TAC Sponsor Spotlight Article – McElhanney
Traditionally, collecting parking data involves sending personnel into the field to gather information throughout the day — a process that can limit the utility, accuracy, and granularity of the data collected. To overcome these challenges, McElhanney developed a more effective, efficient, and insightful approach to parking data collection and processing.
By using Remotely Piloted Aircraft Systems (RPAS) equipped with cameras, our team conducts drone missions along pre-planned routes, capturing entire areas of study at regular intervals. These images are then stitched together to create an orthomosaic that can be viewed and compared over various time periods, enhancing efficiency in delivering visual insights into how parking behaviours evolve.
Additionally, McElhanney has developed an internal GIS dashboard that allows all collected orthomosaic files to be imported for further analysis — this is where innovative value is found. The dashboard utilizes machine learning algorithms to detect vehicles and has filtering capabilities that allow for the differentiation between on-street, off-street, and on-road vehicles. With various client needs in mind, the dashboard has also been developed with a series of filters and tools to enable clients to undertake their own analysis, focusing on whichever area within the study is of interest, such as reviewing the parking demand on an individual corridor or parking lot, or understanding the relative difference between on- and off-street parking demand.
Benefits & Capabilities of McElhanney’s GIS Dashboard
- Lower costs by reducing the need for count personnel.
- Rapid data interrogation and ability to generate bespoke insights.
- Improved data output validation, as images are always available for review and cross-checking.
- Provides dynamic and visual materials for engagement with the community, businesses, or developers.
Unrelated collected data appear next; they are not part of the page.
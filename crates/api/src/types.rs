//! # DTO (Data Transfer Object) 层
//!
//! 将内部领域模型转化为面向前端 JSON 输出的轻量结构体。
//! 所有 DTO 必须派生 `utoipa::ToSchema` 以自动进入 Swagger 文档。

use buzz_manager::dashboard::{DashboardView, Deltas, ScoredRow};
use serde::{Deserialize, Serialize};
use utoipa::{IntoParams, ToSchema};

// ============================================================
//  历史看板 DTO
// ============================================================

/// 单日历史行 DTO，`buzz_score` 为按请求权重重新计算的值
#[derive(Debug, Clone, Serialize, Deserialize, ToSchema)]
pub struct HistoryRowResponse {
    /// 日期 (YYYY-MM-DD)
    #[schema(example = "2026-03-01")]
    pub date: String,
    #[schema(example = "NVDA")]
    pub ticker: String,
    #[schema(example = 185.0)]
    pub price: f64,
    #[schema(example = 1200)]
    pub mentions: u64,
    #[schema(example = 0.63)]
    pub sentiment_avg: f64,
    #[schema(example = 1.12)]
    pub mentions_growth: f64,
    #[schema(example = 0.82)]
    pub buzz_score: f64,
    /// 数据来源 (real / synthetic)
    #[schema(example = "real")]
    pub source: String,
}

impl From<ScoredRow> for HistoryRowResponse {
    fn from(row: ScoredRow) -> Self {
        let r = row.record;
        Self {
            date: r.date.to_string(),
            ticker: r.ticker,
            price: r.price,
            mentions: r.mentions,
            sentiment_avg: r.sentiment_avg,
            mentions_growth: r.mentions_growth,
            buzz_score: row.buzz,
            source: r.source.to_string(),
        }
    }
}

/// 最新一天相对前一天的变化
#[derive(Debug, Clone, Serialize, Deserialize, ToSchema)]
pub struct DeltasResponse {
    #[schema(example = 0.14)]
    pub buzz: f64,
    #[schema(example = 5.0)]
    pub price: f64,
    #[schema(example = 300)]
    pub mentions: i64,
}

impl From<Deltas> for DeltasResponse {
    fn from(d: Deltas) -> Self {
        Self {
            buzz: d.buzz,
            price: d.price,
            mentions: d.mentions,
        }
    }
}

/// 单只股票看板 DTO
#[derive(Debug, Clone, Serialize, Deserialize, ToSchema)]
pub struct DashboardResponse {
    #[schema(example = "NVDA")]
    pub ticker: String,
    /// 本次使用的提及增长权重
    #[schema(example = 0.7)]
    pub vol_weight: f64,
    /// 本次使用的情绪权重
    #[schema(example = 0.3)]
    pub sent_weight: f64,
    /// 按日期升序
    pub rows: Vec<HistoryRowResponse>,
    /// 最新一行；无数据时为 null
    pub latest: Option<HistoryRowResponse>,
    /// 少于两行时为 null
    pub deltas: Option<DeltasResponse>,
}

impl From<DashboardView> for DashboardResponse {
    fn from(view: DashboardView) -> Self {
        Self {
            ticker: view.ticker,
            vol_weight: view.weights.vol_weight,
            sent_weight: view.weights.sent_weight,
            rows: view.rows.into_iter().map(Into::into).collect(),
            latest: view.latest.map(Into::into),
            deltas: view.deltas.map(Into::into),
        }
    }
}

/// 看板查询参数，缺省时使用服务端默认权重
#[derive(Debug, Clone, Default, Deserialize, IntoParams)]
#[into_params(parameter_in = Query)]
pub struct WeightsQuery {
    /// 提及增长权重
    pub vol_weight: Option<f64>,
    /// 情绪权重
    pub sent_weight: Option<f64>,
}

// ============================================================
//  目标清单 DTO
// ============================================================

/// 目标清单上传请求体
#[derive(Debug, Clone, Serialize, Deserialize, ToSchema)]
pub struct UploadTargetsRequest {
    /// 上传文件的完整文本 (CSV 或换行/逗号分隔)
    #[schema(example = "Ticker\nNVDA\nAMD")]
    pub content: String,
}

/// 已同步的目标清单
#[derive(Debug, Clone, Serialize, Deserialize, ToSchema)]
pub struct TargetsResponse {
    #[schema(example = json!(["NVDA", "AMD"]))]
    pub tickers: Vec<String>,
}

// ============================================================
//  通用响应包装
// ============================================================

/// 统一成功响应包装
#[derive(Debug, Clone, Serialize, Deserialize, ToSchema)]
pub struct ApiResponse<T: Serialize + ToSchema> {
    /// 是否成功
    pub success: bool,
    /// 数据载荷 (成功时)
    pub data: Option<T>,
    /// 错误信息 (失败时)
    pub error: Option<String>,
}

impl<T: Serialize + ToSchema> ApiResponse<T> {
    /// 构建成功响应
    pub fn ok(data: T) -> Self {
        Self {
            success: true,
            data: Some(data),
            error: None,
        }
    }
}

/// 构建失败响应 (不含泛型载荷)
#[derive(Debug, Clone, Serialize, Deserialize, ToSchema)]
pub struct ApiErrorResponse {
    /// 固定为 false
    pub success: bool,
    /// 错误描述信息
    pub error: String,
}

impl ApiErrorResponse {
    /// 从错误信息构建
    pub fn from_msg(msg: impl Into<String>) -> Self {
        Self {
            success: false,
            error: msg.into(),
        }
    }
}
use thiserror::Error;

/// # Summary
/// 行情域错误枚举，处理网络、解析及数据缺失等问题。
///
/// # Invariants
/// - 必须通过 `thiserror` 派生 `Error` trait。
#[derive(Error, Debug)]
pub enum MarketError {
    // 网络层错误，包含底层 HTTP 客户端错误信息
    #[error("Network error: {0}")]
    Network(String),
    // 数据解析错误，如 JSON 格式不匹配
    #[error("Parse error: {0}")]
    Parse(String),
    // 请求的代码不存在或无报价
    #[error("No quote for {0}")]
    NotFound(String),
    // 数据源返回的业务错误
    #[error("Provider error: {0}")]
    Provider(String),
}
- Capable of capturing data during inclement weather.
- Allows for investigation and analysis of data sets not specified prior to data collection.
- Capable of identifying bike parking, including the turnover of bike parking.
Customizing Our GIS Dashboard: A Case Study with the City of Courtenay
During the Courtenay Downtown Parking Study, McElhanney gathered data using RPAS. After importing the data into our GIS portal, we developed a series of specific analytical tools to provide users with the ability to interrogate and export findings. The primary function of the GIS software is to run vehicle identification algorithms that locate and automatically count vehicles within the images. In addition to this core functionality, our team also developed the following tools:
- Layers: This allows the user to show or hide ‘detected cars,’ ‘roads,’ ‘building footprints,’ and ‘drone imagery,’ depending on what the user would like to see.
- Parking Filter: This allows the user to differentiate between vehicles that are being driven on the road and vehicles parked in either on-street or off-street parking lots.
- Date Filter: This allows the user to select the date and time period to review, based on the surveyed data (which can be added to over time).
- Select: This function allows the user to create a shape within the image and only count cars within this area.
- Export: This allows the user to select a time period, location, and/or filter and export the results across a range of times or dates to a .csv file, which can then be opened in Microsoft Excel for further analysis and reporting.